Task directions. Begin at the line below that has "let next = cells.try_update(|c|" and stop after the line that has "let Some(generation) = wizard.begin_submit()". Please restate only those lines, word for word.

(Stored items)
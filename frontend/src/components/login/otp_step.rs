//! 验证码输入步骤
//!
//! 六个单字符输入框：输入后焦点自动后移，空格上退格回到前一格，
//! 在任意格粘贴完整验证码会填满全部格子。

use leptos::html::Input;
use leptos::prelude::*;
use leptos::task::spawn_local;

use dafonow_shared::OtpMethod;

use super::fields::{StepHeader, SubmitButton};
use super::form_state::{StepErrors, WizardHandle};
use crate::flow::otp::{OTP_LENGTH, OtpCells};
use crate::flow::submit;
use crate::flow::validation::Field;

#[component]
fn MethodToggle(method: RwSignal<OtpMethod>) -> impl IntoView {
    let option = move |value: OtpMethod, label: &'static str| {
        view! {
            <button
                type="button"
                class="btn btn-sm join-item"
                class:btn-active=move || method.get() == value
                on:click=move |_| method.set(value)
            >
                {label}
            </button>
        }
    };

    view! {
        <div class="join w-full justify-center">
            {option(OtpMethod::Email, "Send via Email")}
            {option(OtpMethod::Phone, "Send via Phone")}
        </div>
    }
}

#[component]
pub fn OtpStep(wizard: WizardHandle) -> impl IntoView {
    let email = wizard
        .state
        .with_untracked(|w| w.otp_email.clone())
        .unwrap_or_default();
    let method = RwSignal::new(OtpMethod::default());
    let cells = RwSignal::new(OtpCells::new());
    let errors = StepErrors::new();
    let refs: [NodeRef<Input>; OTP_LENGTH] = std::array::from_fn(|_| NodeRef::new());

    let focus = move |index: usize| {
        if let Some(el) = refs.get(index).and_then(|r| r.get()) {
            let _ = el.focus();
        }
    };

    let cell_input = move |index: usize| {
        view! {
            <input
                node_ref=refs[index]
                type="text"
                inputmode="numeric"
                autocomplete="one-time-code"
                aria-label=format!("Digit {}", index + 1)
                class="input input-bordered w-11 h-12 text-center text-lg px-0"
                prop:value=move || cells.with(|c| c.cell(index))
                on:input=move |ev| {
                    let raw = event_target_value(&ev);
                    let next = cells.try_update(|c| c.input(index, &raw)).flatten();
                    // DOM 值始终与模型一致（非数字输入会被还原）
                    event_target::<web_sys::HtmlInputElement>(&ev)
                        .set_value(&cells.with_untracked(|c| c.cell(index)));
                    errors.clear(Field::Otp);
                    if let Some(next) = next {
                        focus(next);
                    }
                }
                on:keydown=move |ev: leptos::ev::KeyboardEvent| {
                    if ev.key() == "Backspace" {
                        if let Some(prev) = cells.with_untracked(|c| c.backspace(index)) {
                            focus(prev);
                        }
                    }
                }
                on:paste=move |ev: leptos::ev::ClipboardEvent| {
                    ev.prevent_default();
                    let text = ev
                        .clipboard_data()
                        .and_then(|data| data.get_data("text").ok())
                        .unwrap_or_default();
                    if let Some(next) = cells.try_update(|c| c.paste(&text)).flatten() {
                        errors.clear(Field::Otp);
                        focus(next);
                    }
                }
            />
        }
    };

    let submit_email = email.clone();
    let on_submit = move |ev: leptos::web_sys::SubmitEvent| {
        ev.prevent_default();
        let Some(generation) = wizard.begin_submit() else {
            return;
        };

        let email = submit_email.clone();
        let method = method.get_untracked();
        let code = cells.get_untracked();
        spawn_local(async move {
            let outcome = submit::submit_otp(wizard.api().as_ref(), &email, method, &code).await;
            errors.replace(wizard.settle(generation, outcome));
        });
    };

    let resend_email = email.clone();
    let on_resend = move |_| {
        let email = resend_email.clone();
        let method = method.get_untracked();
        spawn_local(async move {
            let notice = submit::resend_otp(wizard.api().as_ref(), &email, method).await;
            wizard.notify(notice);
        });
    };

    let incomplete = Signal::derive(move || !cells.with(OtpCells::is_complete));

    view! {
        <form on:submit=on_submit novalidate class="space-y-4">
            <StepHeader wizard=wizard title="Sign up" back=true />
            <p class="text-sm text-base-content/70">
                "Enter the 6-digit code sent to " <span class="font-semibold">{email}</span>
            </p>

            <MethodToggle method=method />

            <div class="flex justify-center gap-2">
                {(0..OTP_LENGTH).map(cell_input).collect_view()}
            </div>
            {move || errors.get(Field::Otp).map(|msg| view! {
                <p class="text-error text-xs text-center">{msg}</p>
            })}

            <SubmitButton wizard=wizard label="Sign Up" busy_label="Signing up…" disabled=incomplete />

            <div class="text-center text-sm">
                <span>"Didn't receive the code? "</span>
                <button type="button" class="link link-primary font-semibold" on:click=on_resend>
                    "Resend again"
                </button>
            </div>
        </form>
    }
}
//! MSAL 浏览器绑定
//!
//! 通过 wasm_bindgen 调用页面全局加载的 `msal.PublicClientApplication`
//! （msal-browser 的 UMD 构建，由 index.html 引入）。

use std::cell::Cell;

use js_sys::{Function, Promise};
use serde::{Deserialize, Serialize};
use wasm_bindgen::prelude::*;
use wasm_bindgen_futures::JsFuture;

use super::provider::{AccountInfo, AuthError, IdentityProvider, LoginRequest};
use crate::config::AppConfig;
use crate::serde_helper::{self, JsErrorInfo};
use async_trait::async_trait;

#[wasm_bindgen]
extern "C" {
    #[wasm_bindgen(js_namespace = msal)]
    type PublicClientApplication;

    #[wasm_bindgen(constructor, catch, js_namespace = msal)]
    fn new(config: &JsValue) -> Result<PublicClientApplication, JsValue>;

    #[wasm_bindgen(method)]
    fn initialize(this: &PublicClientApplication) -> Promise;

    #[wasm_bindgen(method, js_name = handleRedirectPromise)]
    fn handle_redirect_promise(this: &PublicClientApplication) -> Promise;

    #[wasm_bindgen(method, catch, js_name = getAllAccounts)]
    fn get_all_accounts(this: &PublicClientApplication) -> Result<JsValue, JsValue>;

    #[wasm_bindgen(method, js_name = acquireTokenSilent)]
    fn acquire_token_silent(this: &PublicClientApplication, request: &JsValue) -> Promise;

    #[wasm_bindgen(method, js_name = loginRedirect)]
    fn login_redirect(this: &PublicClientApplication, request: &JsValue) -> Promise;

    #[wasm_bindgen(method, js_name = logoutRedirect)]
    fn logout_redirect(this: &PublicClientApplication, request: &JsValue) -> Promise;
}

// =========================================================
// 配置
// =========================================================

/// msal-browser 的 LogLevel 枚举值
const LOG_LEVEL_ERROR: u8 = 0;
const LOG_LEVEL_WARNING: u8 = 1;
const LOG_LEVEL_INFO: u8 = 2;

/// 这些错误代码表示需要用户交互才能继续
const INTERACTION_REQUIRED_CODES: &[&str] = &[
    "interaction_required",
    "consent_required",
    "login_required",
    "no_tokens_found",
    "refresh_token_expired",
    "bad_token",
];

#[derive(Serialize)]
#[serde(rename_all = "camelCase")]
struct MsalConfig {
    auth: AuthOptions,
    cache: CacheOptions,
    system: SystemOptions,
}

#[derive(Serialize)]
#[serde(rename_all = "camelCase")]
struct AuthOptions {
    client_id: String,
    authority: String,
    known_authorities: Vec<String>,
    navigate_to_login_request_url: bool,
    post_logout_redirect_uri: String,
    redirect_uri: String,
}

#[derive(Serialize)]
#[serde(rename_all = "camelCase")]
struct CacheOptions {
    cache_location: &'static str,
    store_auth_state_in_cookie: bool,
}

#[derive(Serialize)]
#[serde(rename_all = "camelCase")]
struct SystemOptions {
    allow_platform_broker: bool,
    logger_options: LoggerOptions,
}

/// `loggerCallback` 是函数，序列化后单独设置
#[derive(Serialize)]
#[serde(rename_all = "camelCase")]
struct LoggerOptions {
    log_level: u8,
}

impl MsalConfig {
    fn new(config: &AppConfig, origin: &str) -> Self {
        Self {
            auth: AuthOptions {
                client_id: config.client_id.clone(),
                authority: config.authority(),
                known_authorities: vec![config.known_authority()],
                navigate_to_login_request_url: false,
                post_logout_redirect_uri: origin.to_string(),
                redirect_uri: origin.to_string(),
            },
            cache: CacheOptions {
                cache_location: "localStorage",
                store_auth_state_in_cookie: false,
            },
            system: SystemOptions {
                allow_platform_broker: false,
                logger_options: LoggerOptions {
                    log_level: if cfg!(debug_assertions) {
                        LOG_LEVEL_INFO
                    } else {
                        LOG_LEVEL_ERROR
                    },
                },
            },
        }
    }
}

/// MSAL 日志转发到 `log`，包含个人信息的消息直接丢弃
fn logger_callback() -> Function {
    let closure = Closure::<dyn Fn(u8, String, bool)>::new(
        |level: u8, message: String, contains_pii: bool| {
            if contains_pii {
                return;
            }
            match level {
                LOG_LEVEL_ERROR => log::error!("[MSAL] {}", message),
                LOG_LEVEL_WARNING => log::warn!("[MSAL] {}", message),
                LOG_LEVEL_INFO => log::info!("[MSAL] {}", message),
                _ => log::debug!("[MSAL] {}", message),
            }
        },
    );
    // 泄漏闭包以保持回调存活
    closure.into_js_value().unchecked_into()
}

// =========================================================
// 请求 / 响应结构
// =========================================================

#[derive(Serialize)]
#[serde(rename_all = "camelCase")]
struct SilentRequest<'a> {
    scopes: &'a [String],
    account: &'a AccountInfo,
}

#[derive(Serialize)]
#[serde(rename_all = "camelCase")]
struct LogoutRequest<'a> {
    account: &'a AccountInfo,
    post_logout_redirect_uri: &'a str,
}

#[derive(Deserialize)]
#[serde(rename_all = "camelCase")]
struct AuthenticationResult {
    #[serde(default)]
    access_token: String,
    #[serde(default)]
    account: Option<AccountInfo>,
}

fn interop_error(e: serde_helper::Error) -> AuthError {
    AuthError::provider("interop_error", e.to_string())
}

/// 将 MSAL 抛出的异常映射为 `AuthError`
fn auth_error(value: JsValue) -> AuthError {
    let info = JsErrorInfo::from_js(&value);
    let interaction_required = info.name.as_deref() == Some("InteractionRequiredAuthError")
        || info
            .code
            .as_deref()
            .is_some_and(|c| INTERACTION_REQUIRED_CODES.contains(&c));

    if interaction_required {
        AuthError::InteractionRequired {
            message: info.message,
        }
    } else {
        AuthError::provider(
            info.code.or(info.name).unwrap_or_else(|| "unknown".to_string()),
            info.message,
        )
    }
}

async fn await_promise(promise: Promise) -> Result<JsValue, AuthError> {
    JsFuture::from(promise).await.map_err(auth_error)
}

// =========================================================
// Provider
// =========================================================

/// 基于 msal-browser 的身份提供方
pub struct MsalProvider {
    app: PublicClientApplication,
    initialized: Cell<bool>,
}

impl MsalProvider {
    pub fn new(config: &AppConfig, origin: &str) -> Result<Self, AuthError> {
        let options = serde_helper::to_value(&MsalConfig::new(config, origin)).map_err(interop_error)?;

        let logger = js_sys::Reflect::get(&options, &JsValue::from_str("system"))
            .and_then(|system| js_sys::Reflect::get(&system, &JsValue::from_str("loggerOptions")))
            .map_err(auth_error)?;
        serde_helper::set_property(&logger, "loggerCallback", &logger_callback())
            .map_err(interop_error)?;

        let app = PublicClientApplication::new(&options).map_err(auth_error)?;
        Ok(Self {
            app,
            initialized: Cell::new(false),
        })
    }

    /// 首次使用前完成初始化；MSAL 对重复初始化是幂等的
    async fn ensure_initialized(&self) -> Result<(), AuthError> {
        if self.initialized.get() {
            return Ok(());
        }
        await_promise(self.app.initialize()).await?;
        self.initialized.set(true);
        log::debug!("[Auth] MSAL 初始化完成");
        Ok(())
    }
}

#[async_trait(?Send)]
impl IdentityProvider for MsalProvider {
    async fn handle_redirect(&self) -> Result<Option<AccountInfo>, AuthError> {
        self.ensure_initialized().await?;
        let value = await_promise(self.app.handle_redirect_promise()).await?;
        let result: Option<AuthenticationResult> =
            serde_helper::from_value(value).map_err(interop_error)?;
        Ok(result.and_then(|r| r.account))
    }

    fn all_accounts(&self) -> Vec<AccountInfo> {
        // 初始化之前 MSAL 会拒绝访问缓存
        if !self.initialized.get() {
            return Vec::new();
        }
        match self.app.get_all_accounts() {
            Ok(value) => serde_helper::from_value(value).unwrap_or_else(|e| {
                log::warn!("[Auth] 无法解析缓存账户: {}", e);
                Vec::new()
            }),
            Err(e) => {
                log::warn!("[Auth] 读取缓存账户失败: {}", JsErrorInfo::from_js(&e).message);
                Vec::new()
            }
        }
    }

    async fn acquire_token_silent(
        &self,
        scopes: &[String],
        account: &AccountInfo,
    ) -> Result<String, AuthError> {
        self.ensure_initialized().await?;
        let request =
            serde_helper::to_value(&SilentRequest { scopes, account }).map_err(interop_error)?;
        let value = await_promise(self.app.acquire_token_silent(&request)).await?;
        let result: AuthenticationResult = serde_helper::from_value(value).map_err(interop_error)?;
        Ok(result.access_token)
    }

    async fn login_redirect(&self, request: LoginRequest) -> Result<(), AuthError> {
        self.ensure_initialized().await?;
        let request = serde_helper::to_value(&request).map_err(interop_error)?;
        await_promise(self.app.login_redirect(&request)).await?;
        Ok(())
    }

    async fn logout_redirect(
        &self,
        account: &AccountInfo,
        post_logout_redirect_uri: &str,
    ) -> Result<(), AuthError> {
        self.ensure_initialized().await?;
        let request = serde_helper::to_value(&LogoutRequest {
            account,
            post_logout_redirect_uri,
        })
        .map_err(interop_error)?;
        await_promise(self.app.logout_redirect(&request)).await?;
        Ok(())
    }
}
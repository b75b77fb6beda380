//! DAFO Now 前端应用
//!
//! 采用 Context-Driven 的高内聚低耦合架构：
//! - `web::route`: 路由定义（领域模型）
//! - `web::router`: 路由服务（核心引擎）
//! - `auth`: 会话状态与身份提供方
//! - `api`: HTTP 客户端与注册服务
//! - `flow`: 登录 / 注册流程的纯逻辑
//! - `components`: UI 组件层

mod api;
mod auth;
mod components {
    pub mod captcha;
    pub mod contacts_search;
    pub mod dashboard;
    mod icons;
    pub mod layout;
    pub mod login;
    pub mod notification;
}
mod config;
mod flow;
mod serde_helper;

use std::fmt;
use std::rc::Rc;

use crate::api::{ApiClient, SignupContext, SignupService};
use crate::auth::msal::MsalProvider;
use crate::auth::provider::{AuthError, IdentityProvider};
use crate::auth::token::TokenAcquirer;
use crate::auth::{AuthContext, AuthService, init_auth};
use crate::components::dashboard::{DashboardPage, OrdersPlaceholderPage};
use crate::components::login::LoginPage;
use crate::config::{AppConfig, ConfigError};

use leptos::prelude::*;

// 原生 Web API 封装模块
// 此模块提供对浏览器原生 API 的轻量级封装（fetch、History、setTimeout）。
pub(crate) mod web {
    pub mod http;
    pub mod route;
    pub mod router;
    pub mod timer;
}

use web::http::FetchTransport;
use web::route::AppRoute;
use web::router::{Router, RouterOutlet};

/// 启动失败（部署配置错误）
#[derive(Debug)]
enum StartupError {
    Config(ConfigError),
    Auth(AuthError),
}

impl fmt::Display for StartupError {
    fn fmt(&self, f: &mut fmt::Formatter<'_>) -> fmt::Result {
        match self {
            StartupError::Config(e) => write!(f, "{}", e),
            StartupError::Auth(e) => write!(f, "身份提供方初始化失败: {}", e),
        }
    }
}

impl From<ConfigError> for StartupError {
    fn from(e: ConfigError) -> Self {
        StartupError::Config(e)
    }
}

impl From<AuthError> for StartupError {
    fn from(e: AuthError) -> Self {
        StartupError::Auth(e)
    }
}

struct Services {
    config: AppConfig,
    auth: AuthService,
    signup: SignupService,
}

fn window_origin() -> String {
    web_sys::window()
        .and_then(|w| w.location().origin().ok())
        .unwrap_or_default()
}

/// 组装服务：身份提供方 -> 令牌获取 -> HTTP 客户端 -> 注册服务
fn build_services() -> Result<Services, StartupError> {
    let config = AppConfig::from_build_env()?;
    let origin = window_origin();

    let provider: Rc<dyn IdentityProvider> = Rc::new(MsalProvider::new(&config, &origin)?);
    let tokens = TokenAcquirer::new(provider.clone(), vec![config.api_scope.clone()])
        .with_redirect_uri(origin);
    let client = ApiClient::new(
        config.api_base_url.clone(),
        Rc::new(FetchTransport::new(config.request_timeout_ms)),
        Rc::new(tokens),
    );

    Ok(Services {
        auth: AuthService::new(provider),
        signup: SignupService::new(client),
        config,
    })
}

/// 路由匹配函数
///
/// 根据 AppRoute 枚举返回对应的视图组件。
fn route_matcher(route: AppRoute) -> AnyView {
    match route {
        AppRoute::Login => view! { <LoginPage /> }.into_any(),
        AppRoute::Dashboard => view! { <DashboardPage /> }.into_any(),
        other => view! { <OrdersPlaceholderPage route=other /> }.into_any(),
    }
}

#[component]
fn Misconfigured(message: String) -> impl IntoView {
    view! {
        <div class="flex items-center justify-center min-h-screen bg-base-200">
            <div class="text-center max-w-md">
                <h1 class="text-3xl font-bold text-error">"Application is misconfigured"</h1>
                <p class="mt-4 text-base-content/70">{message}</p>
            </div>
        </div>
    }
}

#[component]
pub fn App() -> impl IntoView {
    // 1. 组装服务；配置错误只展示错误页面
    let Services {
        config,
        auth,
        signup,
    } = match build_services() {
        Ok(services) => services,
        Err(e) => {
            log::error!("[App] 启动失败: {}", e);
            return view! { <Misconfigured message=e.to_string() /> }.into_any();
        }
    };

    // 2. 提供上下文
    provide_context(config);
    provide_context(SignupContext::new(Rc::new(signup)));
    let auth_ctx = AuthContext::new(auth);
    provide_context(auth_ctx);

    // 3. 初始化会话（处理重定向回跳，否则查找缓存账户）
    init_auth(&auth_ctx);

    // 4. 认证与加载信号注入路由服务
    let is_authenticated = auth_ctx.is_authenticated_signal();
    let is_loading = auth_ctx.is_loading_signal();

    view! {
        <Router is_authenticated=is_authenticated is_loading=is_loading>
            <RouterOutlet matcher=route_matcher />
        </Router>
    }
    .into_any()
}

Response below.
                    let next = cells.try_update(|c| c.input(index, &raw)).flatten();
                    // DOM 值始终与模型一致（非数字输入会被还原）
                    event_target::<web_sys::HtmlInputElement>(&ev)
                        .set_value(&cells.with_untracked(|c| c.cell(index)));
                    errors.clear(Field::Otp);
                    if let Some(next) = next {
                        focus(next);
                    }
                }
                on:keydown=move |ev: leptos::ev::KeyboardEvent| {
                    if ev.key() == "Backspace" {
                        if let Some(prev) = cells.with_untracked(|c| c.backspace(index)) {
                            focus(prev);
                        }
                    }
                }
                on:paste=move |ev: leptos::ev::ClipboardEvent| {
                    ev.prevent_default();
                    let text = ev
                        .clipboard_data()
                        .and_then(|data| data.get_data("text").ok())
                        .unwrap_or_default();
                    if let Some(next) = cells.try_update(|c| c.paste(&text)).flatten() {
                        errors.clear(Field::Otp);
                        focus(next);
                    }
                }
            />
        }
    };

    let submit_email = email.clone();
    let on_submit = move |ev: leptos::web_sys::SubmitEvent| {
        ev.prevent_default();
        let Some(generation) = wizard.begin_submit() else {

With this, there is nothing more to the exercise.